Searching for the Tufted Puffin with San Juan Cruises

San Juans tufted puffins
The tufted puffin is a gorgeous bird with a large, triangular beak and a rockstar appearance. Photo credit: Alberto Vilca.
0 Shares

There aren’t many places out of Africa you’ll hear someone call “Rhino!” but the Strait of Juan de Fuca is one of them. The person calling is holding a pair of Bushnell binoculars to his eyes and pointing toward the ocean, where a Rhinoceros auklet has just been spotted. The eyes of everyone on board are riveted in the auklet’s direction, the first significant bird sighting of the day.

San Juans birdwatching
Birdwatchers on the birding tours come equipped with binoculars, field guides and some very long camera lenses. Photo credit: Lauren Kramer.

But it’s not the auklet they’ve come to see on a grey July morning in an ocean full of chop. The folks out for the San Juans Cruises puffin tour on this day are looking for the tufted puffin. An elusive member of the auks family, puffins are members of a species that constitutes the northern version of the penguin. Once boasting nesting colonies in multiple locations in the San Juan islands, only one tufted puffin colony remains — and to find it you have to travel all the way to Smith Island. A good two hours journey by boat from the Fairhaven Ferry Terminal, Smith Island is a cake-shaped isle across from the west coast of Whidbey Island, and our ride there was a choppy one, to say the least.

Puffins are fabulous looking birds and it’s rare to be able to tick them off your birding list. Stocky, dark seabirds, they’re distinguished by their massive, triangular, orange-red bills and long, curved yellow ear tufts that give them a punky, rock star appearance. They fly on small, narrow wings, nest inside burrows on sea cliffs, and are expert swimmers and divers.

Unfortunately for them, their nesting habitat on Smith Island is eroding slowly and steadily. The island is calving into the ocean and taking with it any signs of human habitation that remain. The old lighthouse has already been lost to erosion and the little house that lighthouse operators once inhabited is next in line. “In the next few decades that island will disappear,” predicts Victoria Souze, the marine naturalist on board our cruise.

San Juans scenic
The scenery in the San Juans is staggeringly beautiful. Photo credit: Lauren Kramer.

I’m in the company of some serious birdwatchers. Equipped with long camera lenses, well-worn birding field guides, binoculars and tripods, they’ve come from north and south to join the tufted puffin tour, and they’re ready for action. When lunch is called a couple hours into the trip, hardly anyone lines up for their lasagna and Caesar salad because they’re on the upper deck, ‘birding,’ and it’s just more important.

Truth is, there’s lots of birdlife to see on a trip in the San Juans. Souze takes us past rocky outcroppings where pigeon guillemots nest, black oystercatchers pick their way over the rocks, and we’re treated to sightings of newborn seal pups, just a week old. We pass a flock of Heermann’s Gulls in a feeding frenzy on the water, distinguished by their red beaks. They’ve left their nests in Baja to get here.
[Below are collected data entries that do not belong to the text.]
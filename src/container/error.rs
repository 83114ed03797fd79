//! Container error definitions.

use thiserror::Error;

/// Errors raised while registering or resolving services.
#[derive(Debug, Error)]
pub enum ContainerError {
    /// The identifier already has a binding.
    #[error("Service '{0}' is already registered")]
    AlreadyRegistered(String),

    /// No concrete was given and the identifier names no instantiable type.
    #[error("Service '{0}' could not be found")]
    NotFound(String),

    /// An interface was bound to something that does not implement it.
    #[error("Invalid implementation '{concrete}' for interface '{interface}'")]
    InvalidImplementation { interface: String, concrete: String },

    /// Lookup of an unknown identifier.
    #[error("Service '{0}' could not be resolved")]
    Unresolved(String),

    /// A primitive or untyped constructor parameter without a default.
    #[error("Cannot resolve non-class parameter '{parameter}' of '{type_id}'")]
    UnresolvableParameter { type_id: String, parameter: String },

    /// A type was requested while its own construction was in progress.
    #[error("Circular dependency detected for '{0}'")]
    CircularDependency(String),

    /// The type's constructor itself failed.
    #[error("Error resolving '{type_id}': {message}")]
    Construction { type_id: String, message: String },

    /// A resolved service or argument is not of the requested Rust type.
    #[error("Service '{id}' is not a {expected}")]
    TypeMismatch { id: String, expected: &'static str },
}

impl ContainerError {
    pub fn construction(type_id: &str, err: impl std::fmt::Display) -> Self {
        ContainerError::Construction {
            type_id: type_id.to_string(),
            message: err.to_string(),
        }
    }
}

/// Result type for container operations.
pub type ContainerResult<T> = Result<T, ContainerError>;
On Smith Island an eagle sits quietly on a high bough, watching us and the marine life below. The puffins’ nests are far out of his reach, deep as they are burrowed in the sandstone. That means newborn puffins, who stay in the nests for the first five-to-six weeks of their lives, are safe while both their parents forage for food.

Smith Island is surrounded by forests of kelp beds and it’s in those beds that the rhino auklets and tufted puffins search for food. The captain lets our boat drift quietly so we have time to spot the little puffins, though keeping them in our line of vision is difficult. No sooner are the cameras lined up than they disappear beneath the surface. By contrast, the seals are curious about our vessel, and moms and pups swim close by to get a closer look, unaccustomed to seeing people near their Smith Island. San Juan

Smith Island
Smith Island is a cake-shaped isle that is gradually eroding and diminishing in size. Photo credit: Lauren Kramer.

By contrast, the seals are curious about our vessel, and moms and pups swim close by to get a closer look, unaccustomed to seeing people near their Smith Island. San Juan Cruises offers just four birdwatching tours a year, in July and August, when avid birders are taken to Smith Island or Sucia and Patos Islands. Our group ranges from a teen of 15 to folks in their 80s, all quickly bonded by their knowledge of birds and excitement to see more of them. Birdwatchers are a unique group: extremely patient, their spotting senses sharp and in high alert, and their dedication to their hobby absolute. If you’re even remotely interested in birds, a birdwatching tour in the San Juans is a day-long education that will be full of cool sightings from green herons to tufted puffins, and even a rhino. A rhino auklet, that is.